J&J Shot’s Shelf Life Extended by FDA After Fear of Spoiling
(Bloomberg) -- Johnson & Johnson’s Covid-19 vaccine can be kept in a refrigerator for four and a half months, extending the shot’s shelf life by 50% as doses languish amid a slowing immunization campaign.
The company said in a statement that the Food and Drug Administration adopted the extension based on study data showing the vaccine is stable when refrigerated at 36 to 46 degrees Fahrenheit (2.2 to 7.8 degrees Celsius) for four and a half months. The FDA confirmed the adoption in an email.
As the U.S. vaccination effort slows, concern has been growing that some shots could spoil before they are used. About 1.1 million doses a day are being administered in the U.S., according to Bloomberg’s Vaccine Tracker, well below the daily peak of more than 3 million seen in April.
Organizations involved in the rollout, from CVS Health Corp. to Sanford Health to the Michigan Health & Hospital Association, said they have more J&J supply than they’ve been able to deploy as demand wanes. The groups had been exploring how to avoid waste as some J&J doses neared expiration at the end of June and in early July.
The FDA-adopted extension now comes as welcome news to many providers who are continuing -- slowly but surely -- to roll out the shot.
In Utah, Salt Lake County had roughly 8,000 J&J doses set to expire on June 23, said Rich Lakin, the state’s immunization manager, in an interview.
With the ticking clock pushing back another month-and-a-half, Utah will be well suited to hit President Joe Biden’s goal of having 70% of American adults vaccinated by the Fourth of July. “In Utah, some communities find the J&J option appealing,” he said.
Extending the shot’s shelf life will buy J&J some time to boost supply. The company has struggled to meet production targets after one of its most important contract manufacturers, Emergent BioSolutions Inc., was asked by U.S. regulators to stop making the vaccine’s underlying substance.
On April 16, the FDA demanded Emergent stop making any new materials and it quarantined the bulk drug substance already made. Earlier in the year, staff at an Emergent facility in Baltimore mixed up ingredients for the J&J shot and another developed by AstraZeneca Plc., prompting the companies to launch an internal investigation and the FDA to inspect the plant.
Though the inspection and Emergent’s subsequent remediation activities have since concluded, the U.S. health agency still hasn’t decided whether to allow Emergent to release ready-made doses of the J&J vaccine.
Until that clearance, J&J’s production capacity remains strained. The New Brunswick, New Jersey-based company had promised the U.S. 100 million doses by the end of June. The Biden administration wanted them by the end of May.
Louisiana Department of Health spokesman Kevin Litten and Utah’s Latkin said the states haven’t been getting new allocations of the J&J vaccine for weeks. Utah has turned to a federal pool of excess shots being shared by other states. Last week, the state ordered a small tranche of 2,500 doses.

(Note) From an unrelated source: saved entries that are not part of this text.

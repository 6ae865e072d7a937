use std::{
    fs::File,
    io::{self, Read, Write},
    path::Path,
    process::ExitCode,
    sync::Arc,
};

use clap::Parser;
use serde::Serialize;
use tracing::{error, info, span, Level};
use tracing_subscriber::EnvFilter;

mod adapters;
mod api;
mod bucket;
mod config;
mod error;
mod gateway;
mod model;
mod resolver;
mod util;

use crate::{
    config::{Cli, Command, PolicyArgs, StoreArgs},
    error::{GatewayError, Result},
};

const STDIN_SOURCE: &str = "-";

fn main() -> ExitCode {
    tracing_subscriber::fmt()
        .json()
        .with_env_filter(
            EnvFilter::try_from_default_env().unwrap_or_else(|_| EnvFilter::new("info")),
        )
        .with_writer(io::stderr)
        .init();

    let span = span!(Level::INFO, "main", context = "main");
    let _e = span.enter();
    info!("called");

    let cli = Cli::parse();

    match run(cli) {
        Ok(()) => ExitCode::SUCCESS,
        Err(err) => {
            error!(error_message=%err, error_group="command", error_code=err.kind.code());
            let (status, body) = err.to_response();
            if let Err(err) = print_json(&body) {
                error!(error_message=%err, error_group="print");
            }
            ExitCode::from(exit_code(status))
        }
    }
}

/// The store client is only built for commands that talk to the store.
fn run(cli: Cli) -> Result<()> {
    let Cli {
        store,
        policy,
        command,
    } = cli;
    let connect = || build_gateway(&store, &policy);

    match command {
        Command::Health => print_json(&api::health()),
        Command::Exists { location } => {
            let gateway = connect()?;
            print_json(&api::check_exists(&gateway, &location.bucket, &location.key)?)
        }
        Command::Info { location } => {
            let gateway = connect()?;
            print_json(&api::get_file_info(&gateway, &location.bucket, &location.key)?)
        }
        Command::Upload {
            source,
            location,
            content_type,
        } => {
            let (mut reader, size_hint, file_name) = open_source(&source, &location.key)?;
            let gateway = connect()?;
            let res = api::upload(
                &gateway,
                api::UploadRequest {
                    bucket: &location.bucket,
                    key: &location.key,
                    source: reader.as_mut(),
                    size_hint,
                    content_type: content_type.as_deref(),
                    file_name,
                },
            )?;
            print_json(&res)
        }
        Command::Download {
            location,
            destination,
        } => {
            let gateway = connect()?;
            print_json(&api::download_to_local(
                &gateway,
                &location.bucket,
                &location.key,
                &destination,
            )?)
        }
        Command::Cat { location } => {
            let gateway = connect()?;
            let mut res = api::download_as_stream(&gateway, &location.bucket, &location.key)?;
            info!(
                content_type = %res.content_type,
                content_length = res.content_length,
                content_disposition = %res.content_disposition(),
                "streaming"
            );

            let mut stdout = io::stdout().lock();
            io::copy(&mut res.stream, &mut stdout)
                .and_then(|_| stdout.flush())
                .map_err(|err| GatewayError::download_failed(&location.key, err))?;
            Ok(())
        }
    }
}

fn build_gateway(store: &StoreArgs, policy: &PolicyArgs) -> Result<gateway::ObjectGateway> {
    let blocking = util::runtime::Blocking::new()
        .map_err(|err| GatewayError::unknown("start runtime", err))?;
    let config = blocking.block_on(store.load());
    let client = aws_sdk_s3::Client::from_conf(config);

    Ok(gateway::ObjectGateway::new(
        Arc::new(adapters::s3::S3Store::new(client, blocking)),
        policy.to_policy(),
    ))
}

/// Opens the upload source. Stdin has no known length.
fn open_source(
    source: &Path,
    key: &str,
) -> Result<(Box<dyn Read>, Option<i64>, Option<String>)> {
    if source.as_os_str() == STDIN_SOURCE {
        return Ok((Box::new(io::stdin().lock()), None, None));
    }

    let file = File::open(source).map_err(|err| GatewayError::upload_failed(key, err))?;
    let size_hint = file
        .metadata()
        .ok()
        .map(|m| i64::try_from(m.len()).unwrap_or(-1));
    let file_name = source
        .file_name()
        .map(|name| name.to_string_lossy().into_owned());

    Ok((Box::new(file), size_hint, file_name))
}

fn print_json<T: Serialize>(value: &T) -> Result<()> {
    let mut stdout = io::stdout().lock();
    serde_json::to_writer_pretty(&mut stdout, value)
        .map_err(|err| GatewayError::unknown("write output", err))?;
    writeln!(stdout).map_err(|err| GatewayError::unknown("write output", err))
}

fn exit_code(status: u16) -> u8 {
    match status {
        400..=499 => 2,
        _ => 1,
    }
}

It’s unclear how many new J&J vaccine doses will be needed for the U.S. to reach its immunization targets. Roughly 10 million J&J doses already delivered in the U.S. have yet to be administered, according to Centers for Disease Control and Prevention.
Some health-care providers continue to see interest in the J&J vaccine at the community level.
“We know there will be a role for the J&J vaccine moving forward,” said Nate Leedahl, manager of health system pharmacy at Sioux Falls, South Dakota-based Sanford Health, the largest provider of rural health care in the country. “When it comes to emergency departments, hospital discharges, we see a clear utility for the one-and-done option.
Not all providers are seeking shots beyond what they already have. Alabama is focusing on its existing stock, and has paused requests for more J&J vaccine, said state health officer Karen Landers.
In Georgia, the Gwinnett, Newton and Rockdale County Health Departments aren’t planning to order additional J&J doses due to lack of demand following a U.S.-mandated pause on administering the shot over a safety concern, said Chad Wasdin, the departments’ communications director.
The extended expiration date may allow the U.S. to keep its existing supply and donate future doses to low- and middle-income countries. The Biden administration has come under rising pressure to share the government’s stockpile with many nations still lacking vaccines.
The White House intends to buy 500 million doses of the Pfizer Inc.-BioNTech SE coronavirus vaccine to share internationally, Bloomberg reported on Wednesday, as the U.S. turns its attention to combating the pandemic globally.